The idea that the 340B drug discount program is the cause of rising cancer treatment costs is missing the point. Quality cancer care comes at a price. Now, who is going to pay it?
It’s no secret that changes in the healthcare industry have driven oncology patients from private practices to the nation’s safety net hospitals for their care. According to an Inside Oncology market intelligence report titled “Academic Cancer Centers (NCCC): Trends Impacting Key Account Management,” the ratio of private oncology clinic care versus hospital-delivered oncology care was 80:20 in 2007, compared to an estimated ratio of 50:50 in 2012 and a forecasted shift to 40:60 by 2015.
What’s the cause for this change in oncology care delivery locations? Many private practice oncology clinics simply can’t compete in a market where diminishing reimbursement from both Medicare and private payers has created intense financial pressures for private clinics.
Profitability issues began for private oncology providers back in 2003, when the Medicare Modernization Act introduced the Average Sales Price into the drug reimbursement equation, changing the way private practitioners were reimbursed. Since then, providers have been reimbursed using a formula known as ASP+6%. The 6 percent was intended to cover drug acquisition and clinic administration costs. But many private practitioners found that reimbursement through the new model was inadequate.
Prior to the ASP+6% model, the margins provided by Medicare Part B administered drugs helped private oncology practices stay financially healthy. With these profits, the practices were better equipped to handle the occasional losses associated with uninsured patients and those who failed to make their co-payments. But after ASP+6%, unable to balance out these losses, private providers began to refer their patients to the nation’s safety net hospitals for care. According to a 2012 report by biopharmaceutical consulting firm, Campbell Alliance, titled, “Turning Tides: Trends in Oncology Market Access,” only four percent of patients treated by community oncologists in 2011 were uninsured and another four percent were Medicaid. Of the patients these oncologists referred to outside practices, 15 percent were uninsured and 26 percent were Medicaid.
As the nation’s safety net hospitals began seeing higher volumes of oncology patients, they didn’t have the luxury of walking away or referring the patients elsewhere. They needed to expand their oncology services – an endeavor that called for investments in technology, equipment and staff to meet the growing need, deliver higher levels of care, and continue to improve outcomes. Hospitals stepped up to fill the gap, and in some cases, this meant acquiring existing oncology practices with practitioners who welcomed the opportunity to continue caring for patients in a more financially-stable environment.
Do oncology treatments administered in a hospital cost more than those administered in a private clinic? Medicaid and payors believe so, and they provide greater reimbursement rates in these settings. This makes sense, as the integrated care setting a hospital offers provides more value to the patient and, as a result, carries more associated overhead costs than a private practice clinic. Many hospitals provide comprehensive oncology services including advanced diagnostics, surgical services, radiation therapy, infusion services (including chemotherapy and hormonal therapy), counseling for the patient and their family, home care services and palliative care.
For safety net hospitals participating in the 340B Program, there’s the additional financial burden of serving a higher percentage of Medicaid and low-income, Medicare patients. This commitment to serving disadvantaged populations isn’t just feel-good hype. It’s their mission—and it’s a requirement for participation in the 340B Program. That’s where the 340B drug discounts come in. The 340B Program is helping make oncology care sustainable within our nation’s safety net hospitals without increasing taxes. The drug discounts these hospitals receive don’t raise the cost of care – they help to offset rising care and drug costs, expand services to the community, and ensure the organization’s financial stability. And unlike Medicare reimbursements, which must be paid for and measured in tax dollars, 340B drug discounts are exactly what the name implies: discounted pricing on eligible drug dispensations, with a cost that’s measured in slightly diminished profits for Big Pharma.

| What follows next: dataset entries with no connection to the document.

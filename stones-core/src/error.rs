//! Rejections reported by the engine and the topology loader.
//!
//! None of these are crashes. A [`RuleViolation`] means the requested action
//! was illegal and the game state was left untouched.

use crate::state::Phase;
use crate::NodeId;

/// Why an engine operation was refused.
#[derive(Debug, Clone, Copy, PartialEq, Eq, derive_more::Display)]
pub enum RuleViolation {
    /// The node index is not on this board.
    #[display("Node {} does not exist on this board", node)]
    UnknownNode { node: NodeId },

    /// The placement or move target already holds a stone.
    #[display("Node {} is already occupied", node)]
    OccupiedNode { node: NodeId },

    /// The stone at the node does not belong to the player to move.
    #[display("Node {} does not hold a stone of the player to move", node)]
    NotCurrentPlayersStone { node: NodeId },

    /// The destination is neither adjacent nor a valid jump.
    #[display("Cannot move from {} to {}", from, to)]
    IllegalDestination { from: NodeId, to: NodeId },

    /// The operation is not allowed in the current phase.
    #[display("Expected {:?} phase, game is in {:?}", expected, actual)]
    WrongPhase { expected: Phase, actual: Phase },

    /// Placing here would complete a line, which this variant forbids.
    #[display("Placing on {} would complete a line", node)]
    ForbiddenSelfMill { node: NodeId },

    /// The capture target is not an opponent stone.
    #[display("Node {} does not hold an opponent stone", node)]
    InvalidCaptureTarget { node: NodeId },

    /// A move was requested with no stone selected.
    #[display("No stone is selected")]
    NoStoneSelected,

    /// The player to move has no stones left to place.
    #[display("No stones left to place")]
    NoStonesRemaining,

    /// The game is over; only reset is accepted.
    #[display("Game is already over")]
    GameAlreadyOver,

    /// A snapshot handed to rewind does not fit this board.
    #[display("Snapshot does not belong to this board")]
    ForeignSnapshot,
}

impl std::error::Error for RuleViolation {}

/// Why a board description was refused.
#[derive(Debug, Clone, PartialEq, Eq, derive_more::Display)]
pub enum TopologyError {
    #[display("Board has no nodes")]
    Empty,

    #[display("Board has {} nodes, at most {} are supported", count, max)]
    TooManyNodes { count: usize, max: usize },

    #[display("Node label {:?} appears more than once", label)]
    DuplicateLabel { label: String },

    #[display("Unknown node label {:?}", label)]
    UnknownLabel { label: String },

    #[display("Node {:?} lists itself as a neighbor", label)]
    SelfLoop { label: String },

    #[display("{:?} lists {:?} as a neighbor but not the reverse", from, to)]
    AsymmetricEdge { from: String, to: String },

    #[display("Line {:?} must hold at least two distinct nodes", labels)]
    DegenerateLine { labels: Vec<String> },

    #[display("Jump {:?} over {:?} to {:?} is not a straight adjacent hop", from, over, to)]
    InvalidJump { from: String, over: String, to: String },

    #[display("Opening stone on {:?} is listed twice", label)]
    DuplicateOpeningStone { label: String },

    #[display("Placement budget {} per player does not fit on {} nodes", budget, nodes)]
    BudgetTooLarge { budget: u8, nodes: usize },

    #[display("Malformed board document: {}", message)]
    Parse { message: String },
}

impl std::error::Error for TopologyError {}

impl From<serde_json::Error> for TopologyError {
    fn from(err: serde_json::Error) -> Self {
        TopologyError::Parse {
            message: err.to_string(),
        }
    }
}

It should come as no surprise that AIRx340B, an alliance of pharmacy industry stakeholders, is leveraging a recent IMS Institute for Healthcare Informatics report in an attempt to demonize the 340B program and blame it for rising oncology care costs. They have profits to protect, and they’ve got the 340B Program directly in their sights – even though, according to the US Department of Health and Human Services Health Resources and Services Administration (HRSA), 340B drug purchases account for only two percent of all drug purchases. Yes, that’s right. Two percent of all drug purchases.
It’s time to stop blaming the 340B Program. Hospitals provide a level of integrated oncology care that is not available anywhere else, and it comes at a price. Refusing to pay the price for care delivered in the private practice setting has brought us to where we are today, and we need to heed the lessons learned. If not for the benefits hospitals receive from the 340B Program, hospital oncology departments may have no better chance of survival than private practice clinics.